Data provided:
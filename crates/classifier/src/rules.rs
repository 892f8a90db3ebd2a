//! Declarative status/message → directive table

use crate::Directive;

/// Condition on the decoded upstream error message.
#[derive(Debug, Clone, PartialEq, Eq)]
pub enum MessageMatch {
    /// Matches regardless of message, including when none was decoded.
    Any,
    /// Matches when the message contains any of the substrings
    /// (case-sensitive). Never matches a missing message.
    Contains(&'static [&'static str]),
}

impl MessageMatch {
    fn matches(&self, message: Option<&str>) -> bool {
        match self {
            MessageMatch::Any => true,
            MessageMatch::Contains(needles) => {
                message.is_some_and(|m| needles.iter().any(|needle| m.contains(needle)))
            }
        }
    }
}

/// One row of the policy table.
#[derive(Debug, Clone, PartialEq, Eq)]
pub struct Rule {
    pub status: u16,
    pub message: MessageMatch,
    pub directive: Directive,
    /// Short human reason used in logs.
    pub reason: &'static str,
}

/// Ordered rule table. First match wins; no match means `Abort`.
#[derive(Debug, Clone)]
pub struct Policy {
    rules: Vec<Rule>,
}

const SUSPENDED: &[&str] = &["has been suspended"];
const OVERLOADED: &[&str] = &["overloaded"];
const UNSUPPORTED_LOCATION: &[&str] = &["location is not supported"];
const BAD_KEY: &[&str] = &["API key expired", "API key not valid", "API Key not found"];

impl Default for Policy {
    fn default() -> Self {
        Self {
            rules: vec![
                Rule {
                    status: 429,
                    message: MessageMatch::Any,
                    directive: Directive::RotateAndRetry,
                    reason: "rate limited",
                },
                Rule {
                    status: 403,
                    message: MessageMatch::Contains(SUSPENDED),
                    directive: Directive::QuarantineAndRetry,
                    reason: "key suspended",
                },
                Rule {
                    status: 403,
                    message: MessageMatch::Any,
                    directive: Directive::Abort,
                    reason: "forbidden",
                },
                Rule {
                    status: 503,
                    message: MessageMatch::Contains(OVERLOADED),
                    directive: Directive::Retry,
                    reason: "model overloaded",
                },
                Rule {
                    status: 400,
                    message: MessageMatch::Contains(UNSUPPORTED_LOCATION),
                    directive: Directive::Abort,
                    reason: "user location is not supported",
                },
                Rule {
                    status: 400,
                    message: MessageMatch::Contains(BAD_KEY),
                    directive: Directive::QuarantineAndRetry,
                    reason: "key expired / invalid / not found",
                },
                Rule {
                    status: 400,
                    message: MessageMatch::Any,
                    directive: Directive::Abort,
                    reason: "bad request",
                },
            ],
        }
    }
}

impl Policy {
    pub fn new(rules: Vec<Rule>) -> Self {
        Self { rules }
    }

    /// Replace the directive of the 503 "overloaded" row.
    pub fn with_overloaded(mut self, directive: Directive) -> Self {
        for rule in &mut self.rules {
            if rule.status == 503 && rule.message == MessageMatch::Contains(OVERLOADED) {
                rule.directive = directive;
            }
        }
        self
    }

    /// First rule matching `status` and `message`, if any.
    pub fn rule_for(&self, status: u16, message: Option<&str>) -> Option<&Rule> {
        self.rules
            .iter()
            .find(|rule| rule.status == status && rule.message.matches(message))
    }

    /// Directive for a failed upstream response.
    pub fn classify(&self, status: u16, message: Option<&str>) -> Directive {
        self.rule_for(status, message)
            .map_or(Directive::Abort, |rule| rule.directive)
    }

    pub fn rules(&self) -> &[Rule] {
        &self.rules
    }
}
//! Redacting wrapper for API key material

use std::fmt;
use zeroize::Zeroize;

/// Sensitive value, redacted in Debug/Display and zeroed on drop.
///
/// Seed keys loaded from the environment or a key file travel through
/// configuration wrapped in this type so a stray `{:?}` never leaks them.
pub struct Secret<T: Zeroize>(T);

impl<T: Zeroize> Secret<T> {
    pub fn new(value: T) -> Self {
        Self(value)
    }

    /// Borrow the inner value. Callers must not log it.
    pub fn expose(&self) -> &T {
        &self.0
    }
}

impl<T: Zeroize> fmt::Debug for Secret<T> {
    fn fmt(&self, f: &mut fmt::Formatter<'_>) -> fmt::Result {
        write!(f, "[REDACTED]")
    }
}

impl<T: Zeroize> fmt::Display for Secret<T> {
    fn fmt(&self, f: &mut fmt::Formatter<'_>) -> fmt::Result {
        write!(f, "[REDACTED]")
    }
}

impl<T: Zeroize> Drop for Secret<T> {
    fn drop(&mut self) {
        self.0.zeroize();
    }
}

impl<T: Zeroize + Clone> Clone for Secret<T> {
    fn clone(&self) -> Self {
        Self(self.0.clone())
    }
}

impl<T: Zeroize + PartialEq> PartialEq for Secret<T> {
    fn eq(&self, other: &Self) -> bool {
        self.0 == other.0
    }
}
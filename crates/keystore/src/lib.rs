//! Durable storage for the gateway's API key pool
//!
//! The store owns every persisted fact about the pool: one `KeyRecord` per
//! credential plus the rotation cursor. It exposes conditional writes
//! (`conditional_update_last_used`, `advance_cursor`) so that several gateway
//! replicas can rotate through the same pool without an in-process lock.
//!
//! Two backends ship with the crate:
//! - `MemoryKeyStore`: process-local, for tests and single-instance use
//! - `FileKeyStore`: JSON file with atomic temp-file + rename writes

pub mod error;
pub mod file;
pub mod memory;
pub mod record;
mod state;
pub mod store;

#[cfg(test)]
mod conformance;

pub use error::{Error, Result};
pub use file::FileKeyStore;
pub use memory::MemoryKeyStore;
pub use record::{KeyId, KeyRecord};
pub use store::{KeyStore, StoreFuture};
//! Process-local key store

use tokio::sync::Mutex;

use crate::record::{KeyId, KeyRecord};
use crate::state::PoolState;
use crate::store::{KeyStore, StoreFuture};

/// In-memory `KeyStore`.
///
/// A single tokio Mutex makes every contract method atomic. Nothing survives
/// a restart; use `FileKeyStore` for that.
#[derive(Debug, Default)]
pub struct MemoryKeyStore {
    state: Mutex<PoolState>,
}

impl MemoryKeyStore {
    pub fn new() -> Self {
        Self::default()
    }

    /// Build a store pre-populated with `values` in order. Duplicates are
    /// skipped.
    pub fn with_keys<I, S>(values: I) -> Self
    where
        I: IntoIterator<Item = S>,
        S: AsRef<str>,
    {
        let mut state = PoolState::default();
        for value in values {
            let _ = state.insert(value.as_ref());
        }
        Self {
            state: Mutex::new(state),
        }
    }
}

impl KeyStore for MemoryKeyStore {
    fn insert<'a>(&'a self, value: &'a str) -> StoreFuture<'a, KeyRecord> {
        Box::pin(async move { self.state.lock().await.insert(value) })
    }

    fn next_alive_after(&self, cursor: Option<KeyId>) -> StoreFuture<'_, Option<KeyRecord>> {
        Box::pin(async move { Ok(self.state.lock().await.next_alive_after(cursor)) })
    }

    fn least_recently_used_alive(&self) -> StoreFuture<'_, Option<KeyRecord>> {
        Box::pin(async move { Ok(self.state.lock().await.least_recently_used_alive()) })
    }

    fn conditional_update_last_used(
        &self,
        id: KeyId,
        expected_previous: u64,
        new_value: u64,
    ) -> StoreFuture<'_, bool> {
        Box::pin(async move {
            Ok(self
                .state
                .lock()
                .await
                .conditional_update_last_used(id, expected_previous, new_value))
        })
    }

    fn advance_cursor(&self, expected: Option<KeyId>, next: KeyId) -> StoreFuture<'_, bool> {
        Box::pin(async move { Ok(self.state.lock().await.advance_cursor(expected, next)) })
    }

    fn set_alive<'a>(&'a self, value: &'a str, alive: bool) -> StoreFuture<'a, bool> {
        Box::pin(async move {
            let (found, _) = self.state.lock().await.set_alive(value, alive);
            Ok(found)
        })
    }

    fn find_by_value<'a>(&'a self, value: &'a str) -> StoreFuture<'a, Option<KeyRecord>> {
        Box::pin(async move { Ok(self.state.lock().await.find_by_value(value)) })
    }

    fn count_alive(&self) -> StoreFuture<'_, usize> {
        Box::pin(async move { Ok(self.state.lock().await.count_alive()) })
    }

    fn list(&self) -> StoreFuture<'_, Vec<KeyRecord>> {
        Box::pin(async move { Ok(self.state.lock().await.list()) })
    }

    fn get_cursor(&self) -> StoreFuture<'_, Option<KeyId>> {
        Box::pin(async move { Ok(self.state.lock().await.cursor()) })
    }

    fn set_cursor(&self, id: KeyId) -> StoreFuture<'_, ()> {
        Box::pin(async move {
            self.state.lock().await.set_cursor(id);
            Ok(())
        })
    }
}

Task requirements:
Return only the number of lines in the entries above that contain the word "PoolState".

Finished task:
3